入口に突っ立っていた俺が邪魔だったのだろう。


――だからって突き飛ばすなよ。


一声かけて欲しい所だ。

俺の部屋なんだから。


軽くテオードを睨むが、そんな俺の恨めがましい視線を無視してテオードはそのまま不機嫌気にレーネの横に並んで座る。

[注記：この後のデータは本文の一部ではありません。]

//! Terminal screen for the live monitor.
//!
//! The screen never talks to the database. It receives [`Stat`]s from the
//! collector thread and turns key presses into collector commands.
//!
//! [`Stat`]: crate::collector::Stat

mod app;
mod event;
mod input;
mod render;

pub use app::{App, AppError};
pub use event::{Event, EventHandler};
pub use input::{InputMode, KeyAction, MAX_REFRESH, MIN_REFRESH, UiState, handle_key};
pub use render::{LineKind, Screen, format_uptime, render, screen_lines};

「パールの手紙に、この村に居るって書いてあったからね。陣中見舞いって奴よ」


「そうか、態々悪いな。でも来てもらって悪いんだけど、俺は明日からちょっと用事があって出かけ――」


「遺跡に行くんでしょ?パールから聞いたわよ。もちろん、私もついて行くから」


「へ?」


俺に付いて来る!?

レーネが!?


いや、でもそんなのテオードが許すわけ……


そう思いテオードの方を見る。

だが彼はむすっとした表情で腕を組んで、黙り込んでいた。

どうやら機嫌が悪いのはこの為か。


「ちゃんとお兄ちゃんには許可貰ったから、大丈夫よ」


俺と二人、しかも危険かもしれない場所にレーネを送り出すなんて約束。

よく取り付けたものだと感心する。

けど――


「グヴェルからの情報だ。危険があるかもしれないから――」


「だから一緒に行くんじゃない。ネッドだけじゃ、危なっかしいったらありゃしないんだもの。ネッドだって、私の魔法の腕はよく知ってるでしょ?」


確かに彼女の魔法の腕は確かだ。

2年前、研究所で見せられた大魔法。

それ以外でも何度か彼女の魔法は見せて貰っている。


パールが慕うだけあって、彼女の魔法の腕は超一流だ。

付いて来てもらえるなら、これ程頼もしい事はない。


ちらりとテオードの方へと視線をやる。

全身から、殺すオーラが溢れ出しているのがハッキリと分かった。

本当は絶対に行かせたく無いんだろう。

なのに表立って反対してこないのが不気味でしょうがない。


「それに、いざとなったらネッドが私の事を守ってくれるんでしょ?2年前みたいにね」


レーネが俺に向かってウィンクする。

次の瞬間、テオードの剣が光の速さで何かを切り裂いた。


「……」


「お兄ちゃん……今のなに?」


「ふん」


実際ウィンクは何かが飛ぶわけじゃない。

だが俺には見えた。

彼の剣が、目に見えない何かを確かに切り裂くのを。


テオード恐るべし。


「という訳で決定ね!」


「レーネに何かあったらお前を殺す。覚悟しておけ」


どうやら俺は、何があってもレーネを守り抜かなければならない様だ。

テオードに殺されては堪ったもんじゃないからな。


「じゃあ、今日はネッドの部屋に泊めてね」


「「!?」」


レーネの一言で場の空気が凍った。

テオードと目が合う。

その手は剣の柄を力強く掴み、プルプルと震えている。


「ジョーダンよ。ジョーダン。もう、二人とも本気にしちゃって」


下手をしたら本気で殺されかねない案件だ。

物凄く心臓に悪いので、そう言う冗談はやめて欲しい。


この後、明日出発だというのに、俺は何時間もレーネの他愛無い話に付き合わされる。

幾らなんでも危機感なさ過ぎだろ、こいつ。